In a recent essay for the New Left Review, Lorna Finlayson sketches the professional profile of this contemporary academic: an individualist out for themselves, lulled into a false sense of security by their publication or grant-winning record, largely indifferent to ‘the fate of the temporary lecturer who will be brought in to cover their sabbatical’. She concludes by wondering what this academic really thinks of the contemporary university: ‘[f]or all the heart-rending laments from academics about the state of the universities, the reality may be still more depressing. Maybe they like what they see’ (Finlayson). But if Finlayson’s description captures the psyche of the contemporary professionalised academic, how might we understand the relationship between this psychological sketch and the disciplinary knowledge produced by literary studies? Literary studies may have been shaped by the historical mission of criticism—but why would we be so certain that such a mission survives in our every living letter?
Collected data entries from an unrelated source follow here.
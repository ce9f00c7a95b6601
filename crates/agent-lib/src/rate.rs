//! Rate computation between two successive snapshots
//!
//! CPU counters are cumulative nanoseconds and become a fraction of one CPU
//! (delta / elapsed nanoseconds). Virtual-LAN interface counters become
//! per-second rates. A rate is only refreshed when the counter grew; a
//! counter that stayed flat or went backwards (container restart) leaves the
//! previous rate untouched. Memory counters are never rated.

use crate::models::{metric, Rates, Snapshot};
use std::time::Duration;

/// Suffix appended to a network counter name to form its rate name
pub const NETWORK_RATE_SUFFIX: &str = ".rate";

/// Rate name of a CPU counter
pub fn cpu_rate_name(counter: &str) -> String {
    format!("{}_rate", counter)
}

/// Converts counter deltas into time-normalized rates
#[derive(Debug, Clone)]
pub struct RateEngine {
    vlan_prefix: String,
}

impl RateEngine {
    pub fn new(vlan_prefix: impl Into<String>) -> Self {
        Self {
            vlan_prefix: vlan_prefix.into(),
        }
    }

    /// Update `rates` from the `previous` baseline to the `current` snapshot
    /// taken `elapsed` later
    pub fn apply(&self, previous: &Snapshot, current: &Snapshot, elapsed: Duration, rates: &mut Rates) {
        let nanos = elapsed.as_nanos() as f64;
        let secs = elapsed.as_secs_f64();
        if nanos <= 0.0 {
            return;
        }

        for counter in metric::CPU_COUNTERS {
            if let Some(delta) = growth(previous, current, counter) {
                rates.insert(cpu_rate_name(counter), delta as f64 / nanos);
            }
        }

        for key in current.keys().filter(|k| k.starts_with(&self.vlan_prefix)) {
            if let Some(delta) = growth(previous, current, key) {
                rates.insert(format!("{}{}", key, NETWORK_RATE_SUFFIX), delta as f64 / secs);
            }
        }
    }
}

/// Positive growth of `key`, if it strictly increased. A counter absent from
/// the baseline counts from zero.
fn growth(previous: &Snapshot, current: &Snapshot, key: &str) -> Option<u64> {
    let now = *current.get(key)?;
    let before = previous.get(key).copied().unwrap_or(0);
    (now > before).then(|| now - before)
}

/// Merge the working snapshot into the baseline and clear the working buffer
pub fn promote(save: &mut Snapshot, info: &mut Snapshot) {
    save.extend(std::mem::take(info));
}

#[cfg(test)]
mod tests {
    use super::*;

    fn snap(entries: &[(&str, u64)]) -> Snapshot {
        entries.iter().map(|(k, v)| (k.to_string(), *v)).collect()
    }

    #[test]
    fn test_cpu_rate_per_nanosecond() {
        let engine = RateEngine::new("vnbe");
        let prev = snap(&[("cpu_user", 1_000), ("cpu_system", 500), ("cpu_usage", 1_500)]);
        let cur = snap(&[("cpu_user", 6_000), ("cpu_system", 1_500), ("cpu_usage", 7_500)]);
        let mut rates = Rates::new();

        engine.apply(&prev, &cur, Duration::from_nanos(10_000), &mut rates);

        assert_eq!(rates["cpu_user_rate"], 0.5);
        assert_eq!(rates["cpu_system_rate"], 0.1);
        assert_eq!(rates["cpu_usage_rate"], 0.6);
    }

    #[test]
    fn test_network_rate_per_second() {
        let engine = RateEngine::new("vnbe");
        let prev = snap(&[("vnbe1.inbytes", 1_000), ("vnbe1.outbytes", 0)]);
        let cur = snap(&[("vnbe1.inbytes", 21_000), ("vnbe1.outbytes", 500)]);
        let mut rates = Rates::new();

        engine.apply(&prev, &cur, Duration::from_secs(10), &mut rates);

        assert_eq!(rates["vnbe1.inbytes.rate"], 2_000.0);
        assert_eq!(rates["vnbe1.outbytes.rate"], 50.0);
    }

    #[test]
    fn test_decreasing_counter_keeps_previous_rate() {
        let engine = RateEngine::new("vnbe");
        let mut rates = Rates::new();
        rates.insert("cpu_user_rate".to_string(), 0.25);
        rates.insert("vnbe1.inbytes.rate".to_string(), 42.0);

        let prev = snap(&[("cpu_user", 9_000), ("vnbe1.inbytes", 5_000)]);
        let cur = snap(&[("cpu_user", 100), ("vnbe1.inbytes", 10)]);
        engine.apply(&prev, &cur, Duration::from_secs(1), &mut rates);

        assert_eq!(rates["cpu_user_rate"], 0.25);
        assert_eq!(rates["vnbe1.inbytes.rate"], 42.0);
    }

    #[test]
    fn test_flat_counter_keeps_previous_rate() {
        let engine = RateEngine::new("vnbe");
        let mut rates = Rates::new();
        rates.insert("vnbe1.inbytes.rate".to_string(), 7.0);

        let prev = snap(&[("vnbe1.inbytes", 5_000)]);
        let cur = snap(&[("vnbe1.inbytes", 5_000)]);
        engine.apply(&prev, &cur, Duration::from_secs(1), &mut rates);

        assert_eq!(rates["vnbe1.inbytes.rate"], 7.0);
    }

    #[test]
    fn test_memory_never_rated() {
        let engine = RateEngine::new("vnbe");
        let prev = snap(&[("mem_usage", 100), ("mem_rss", 10)]);
        let cur = snap(&[("mem_usage", 900), ("mem_rss", 90)]);
        let mut rates = Rates::new();

        engine.apply(&prev, &cur, Duration::from_secs(1), &mut rates);

        assert!(rates.is_empty());
    }

    #[test]
    fn test_non_vlan_interfaces_not_rated() {
        let engine = RateEngine::new("vnbe");
        let prev = snap(&[("eth0.inbytes", 0)]);
        let cur = snap(&[("eth0.inbytes", 100)]);
        let mut rates = Rates::new();

        engine.apply(&prev, &cur, Duration::from_secs(1), &mut rates);

        assert!(rates.is_empty());
    }

    #[test]
    fn test_zero_elapsed_is_ignored() {
        let engine = RateEngine::new("vnbe");
        let prev = snap(&[("cpu_user", 0)]);
        let cur = snap(&[("cpu_user", 100)]);
        let mut rates = Rates::new();

        engine.apply(&prev, &cur, Duration::ZERO, &mut rates);

        assert!(rates.is_empty());
    }

    #[test]
    fn test_promote_moves_working_snapshot() {
        let mut save = snap(&[("cpu_user", 1), ("vnbe9.inbytes", 5)]);
        let mut info = snap(&[("cpu_user", 2), ("mem_usage", 3)]);

        promote(&mut save, &mut info);

        assert!(info.is_empty());
        assert_eq!(save["cpu_user"], 2);
        assert_eq!(save["mem_usage"], 3);
        assert_eq!(save["vnbe9.inbytes"], 5);
    }
}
Defences of the humanities often invoke the power of critique and ‘critical thinking’ to ground and justify their existence, as if without the institutionalised humanities, ideology would simply homogenise into one uncritical block. But doesn’t this kind of argument risk bifurcating professional identity and disciplinary knowledge into two unrelated entities, thereby dramatising the difference between doing and saying that we have become so accustomed to—the ruthless manager whose first book also happened to be on utopia?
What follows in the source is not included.